--- Available data Enclosed Below ---

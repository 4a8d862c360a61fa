use std::path::Path;

use git2::{Oid, Repository, RepositoryInitOptions, Signature, Time};
use tempfile::TempDir;

/// Throwaway git repository with an initial branch of `main`. Removed when dropped.
pub struct TestRepository {
    repository: Repository,
    dir: TempDir,
}

impl TestRepository {
    pub fn new() -> Self {
        let dir = tempfile::tempdir().expect("create temp dir");
        let mut options = RepositoryInitOptions::new();
        options.initial_head("main");
        let repository = Repository::init_opts(dir.path(), &options).expect("init repository");
        Self { repository, dir }
    }

    pub fn path(&self) -> &Path {
        self.dir.path()
    }

    /// Commits an empty tree on top of `HEAD`, authored at `authored` seconds since epoch.
    /// Returns the sha of the new commit.
    pub fn commit(&self, message: &str, authored: i64) -> String {
        self.commit_on("HEAD", message, authored)
    }

    /// Commits on top of `reference`, e.g. `refs/heads/feature`, without moving `HEAD`.
    pub fn commit_on(&self, reference: &str, message: &str, authored: i64) -> String {
        let author = Signature::new("Sean", "sean@doctavious.com", &Time::new(authored, 0))
            .expect("author signature");
        let committer = Signature::new(
            "Doctavious",
            "bot@doctavious.com",
            &Time::new(authored + 3600, 0),
        )
        .expect("committer signature");

        let tree_id = self
            .repository
            .index()
            .expect("index")
            .write_tree()
            .expect("write tree");
        let tree = self.repository.find_tree(tree_id).expect("find tree");

        let parent = self
            .repository
            .revparse_single(reference)
            .ok()
            .and_then(|o| o.peel_to_commit().ok());
        let parents = parent.iter().collect::<Vec<_>>();

        self.repository
            .commit(
                Some(reference),
                &author,
                &committer,
                message,
                &tree,
                &parents,
            )
            .expect("commit")
            .to_string()
    }

    /// Creates a lightweight tag pointing at `sha`.
    pub fn tag(&self, name: &str, sha: &str) {
        let object = self.object(sha);
        self.repository
            .tag_lightweight(name, &object, false)
            .expect("lightweight tag");
    }

    /// Creates an annotated tag pointing at `sha` and returns the sha of the tag object.
    pub fn annotated_tag(&self, name: &str, sha: &str) -> String {
        let object = self.object(sha);
        let tagger = Signature::now("Sean", "sean@doctavious.com").expect("tagger signature");
        self.repository
            .tag(name, &object, &tagger, &format!("Release {name}"), false)
            .expect("annotated tag")
            .to_string()
    }

    /// Creates branch `name` at `sha`.
    pub fn branch(&self, name: &str, sha: &str) {
        let commit = self
            .repository
            .find_commit(Oid::from_str(sha).expect("valid sha"))
            .expect("find commit");
        self.repository
            .branch(name, &commit, false)
            .expect("create branch");
    }

    /// Checks out `sha` without a branch, the way CI checkouts usually leave a clone.
    pub fn detach_head(&self, sha: &str) {
        self.repository
            .set_head_detached(Oid::from_str(sha).expect("valid sha"))
            .expect("detach head");
    }

    /// Sets `key` in the repository's local config.
    pub fn set_config(&self, key: &str, value: &str) {
        self.repository
            .config()
            .expect("config")
            .set_str(key, value)
            .expect("set config");
    }

    fn object(&self, sha: &str) -> git2::Object<'_> {
        self.repository
            .find_object(Oid::from_str(sha).expect("valid sha"), None)
            .expect("find object")
    }
}

impl Default for TestRepository {
    fn default() -> Self {
        Self::new()
    }
}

--- End of Enclosed Available data ---

▸ **Work item**
Your reply should be only the count of lines in the entries above that contain the word "authored".

▸ **Task result**
6